IIM, IIT to go global
Outsourcing may be the rage these days, but offshoring India's higher education is going to be the next big thing soon.
To begin with, India's most celebrated education brands -- IIT (Indian Institute of Technology) and IIM (Indian Institute of Management) -- are all set to go global.
So who all are taking their prestigious schools abroad? IIM-Bangalore and IIT-Bombay are going to be the pioneers.
IIM-B -- the impressive B-school in India's Silicon Valley of Bangalore that made it to The Wall Street Journal's list of the top 100 business-schools globally in 2003 -- has already chalked out a plan for an international debut.
IIM-B's first destination? Most probably Singapore.
"We have finalised a plan to set up an international campus in Singapore or any other South East Asian country. We hope the new campus will be operational by next academic year," IIM-B Director Prakash G Apte said.
Similarly, IIT-Bombay has tied up with the prestigious National University of Singapore, which paves the way for the former to offer M.Tech courses to students in Singapore.
Under the memorandum of understanding that the IIT-Bombay has signed with the National University of Singapore, students will be permitted to be attached to major Indian companies. It also allows Indian students to work for Singapore-based global companies.
Other IITs and IIMs are also chalking out similar plans for an offshore debut, even as the Union human resources development ministry is flooded with applications from foreign universities looking for Indian tie-ups.

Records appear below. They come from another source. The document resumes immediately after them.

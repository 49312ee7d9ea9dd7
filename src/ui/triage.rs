use iced::widget::{button, column, container, horizontal_space, progress_bar, row, slider, text};
use iced::{Alignment, Element, Length, Theme};

use super::widgets::{bucket_color, preview};
use super::Preview;
use crate::state::data::Classification;
use crate::triage::TriageSession;
use crate::Message;

/// One image at a time: hold K / M / Y and release to decide
pub fn view<'a>(
    session: &'a TriageSession,
    pressed: Option<Classification>,
    current_preview: Option<&'a Preview>,
) -> Element<'a, Message> {
    let (classified, total) = session.progress();

    let header = row![
        button("‹ Leave").style(button::text).on_press(Message::Back),
        text(session.folder().name()).size(22),
        horizontal_space(),
        text(format!("{} / {}", session.cursor() + 1, total)),
        button("Review ↵").on_press_maybe(session.can_review().then_some(Message::EnterReview)),
    ]
    .spacing(12)
    .align_y(Alignment::Center);

    let mut progress = column![
        progress_bar(0.0..=total.max(1) as f32, classified as f32).height(6),
        text(if session.is_complete() {
            format!("All {} classified · ↵ to review", total)
        } else {
            format!("{} of {} classified", classified, total)
        })
        .size(12),
    ]
    .spacing(4);

    if total > 1 {
        let last = (total - 1) as u32;
        progress = progress.push(
            slider(0..=last, session.cursor() as u32, |index| {
                Message::JumpTo(index as usize)
            })
            .width(Length::Fill),
        );
    }

    let Some(current) = session.current() else {
        return column![header, text("Nothing to triage.")].spacing(16).into();
    };

    let decided = session.ledger().get(&current.id);
    let status = match decided {
        Some(bucket) => {
            text(format!("{}  ·  ⌫ to undo", bucket.label())).color(bucket_color(bucket))
        }
        None => text(current.name.clone()),
    };

    let handle = current_preview.and_then(|p| p.handle_for(&current.path));
    let stage = container(preview(handle, current))
        .width(Length::Fill)
        .height(Length::Fill)
        .padding(8)
        .style(move |theme: &Theme| {
            let palette = theme.extended_palette();
            let border_color = pressed
                .or(decided)
                .map(bucket_color)
                .unwrap_or(palette.background.strong.color);
            container::Style {
                border: iced::Border {
                    color: border_color,
                    width: if pressed.is_some() { 4.0 } else { 2.0 },
                    radius: 8.0.into(),
                },
                ..container::Style::default()
            }
        });

    let buttons = row(Classification::ALL.into_iter().map(|bucket| {
        let key = match bucket {
            Classification::Keep => "K",
            Classification::Maybe => "M",
            Classification::Yeet => "Y",
        };
        let active = pressed == Some(bucket) || decided == Some(bucket);
        button(text(format!("{}  {}", bucket.label(), key)).size(18))
            .padding([10, 24])
            .style(move |theme: &Theme, status| {
                let mut style = button::secondary(theme, status);
                if active {
                    style.background = Some(bucket_color(bucket).into());
                }
                style
            })
            .on_press(Message::Classify(bucket))
            .into()
    }))
    .spacing(16);

    column![
        header,
        progress,
        stage,
        row![status, horizontal_space(), buttons].align_y(Alignment::Center),
        text("← → to move without deciding").size(12),
    ]
    .spacing(12)
    .into()
}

The floodgates for the Indian brand of education to go abroad in fact opened up in January 2003 when an expert committee set up by the University Grants Commission suggested that premier IITs and IIMs be allowed to set up shop on global shores.
The report by the UGC committee on the promotion of Indian higher education abroad also recommended that prominent, privately run educational institutions like the Manipal Academy of Higher Education and the Birla Institute of Technology and Science, Pilani, may also be encouraged to make an overseas foray.

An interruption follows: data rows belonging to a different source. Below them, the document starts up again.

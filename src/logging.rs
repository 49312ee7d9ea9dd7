/// Tracing setup for the app.
use tracing_subscriber::{layer::SubscriberExt, util::SubscriberInitExt, EnvFilter, Layer};

pub const DEFAULT_LOG_FILTER: &str = "toss=info";

/// Parse a filter directive, falling back to the default on garbage
fn filter_from(directive: &str) -> EnvFilter {
    EnvFilter::try_new(directive).unwrap_or_else(|_| EnvFilter::new(DEFAULT_LOG_FILTER))
}

/// Initialize tracing with stderr output.
///
/// `RUST_LOG` wins over the configured directive.
pub fn init_logging(configured: &str) {
    let filter = EnvFilter::try_from_default_env().unwrap_or_else(|_| filter_from(configured));

    tracing_subscriber::registry()
        .with(
            tracing_subscriber::fmt::layer()
                .with_writer(std::io::stderr)
                .with_filter(filter),
        )
        .init();
}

However, the human resources development ministry, which studied the UGC report, has insisted that only IITs and IIMs be allowed to go offshore to begin with.
The reason: the strong IIT-IIM brand equity.
"The IIT-IIM brand is now globally recognised. India's higher education is propelled by IITs and IIMs. So they are the pioneers now going international; others will follow them sooner than later," says Bangalore-based education consultant Srinivasa Raju.
Raju, who heads the Global Education Resources, points out that Singapore will be the test case for IIMs and IITs. "None of them is going to Europe or the United States now. The real test of IIMs and IITs is going to be Singapore," he said.
Why Singapore? Consultants like Raju argue that there is a growing demand from countries in the South Asia, West Asia and Southeast Asia for Indian education because they are fascinated with the strong brand equity of IITs and IIMs.
"Singapore is the best bet when it comes to testing one's competitive edge in higher education. More than that, Singapore also has a large Indian Diaspora," Raju says.
Particularly, the Singapore University requested the Indian government for a tie-up with an IIT after its joint education project with America's Massachusetts Institute of Technology fell through.
Other countries that are queuing up for tie-ups with the IITs and IIMs include Sri Lanka, Malaysia, Mauritius, the United Arab Emirates and some other West Asian nations.
Experts say that these countries, which have a low level of science and technology activity, are captivated by the IITs and IIMs as they feel the Indian schools could be a stepping stone to their educational, management and scientific advancement.
Jacob Mathew, another education consultant in Bangalore, says that among other countries in Asia, India has the best chance to become a 'knowledge hub.' "These days, global education is a huge market and the United States and European countries -- especially Britain -- have dominated the global education market," he says.
In Asia, Mathew feels, India has the potential 'to emerge as the US in the education field.'
To get a sense of what Mathew says, go through this survey:
* A recent estimate by the Global Alliance for Transnational Education indicates that about $27 billion worth of higher education is exported to Asia and Pacific by three countries -- the USA, the United Kingdom and Australia. A business of $37 billion trade in tertiary education services in Asia and Pacific region is projected in future.
Experts like Mathew say that India has a huge potential to tap this market in Asia, which is now with the US and other countries.
The IITs and IIMs going abroad is just the beginning. This year, India will fully open up its education sector to foreign investment under the World Trade Organisation regime.
Coming will be the days when private Indian educational institutes and government-run higher education institutions would be setting up campuses abroad.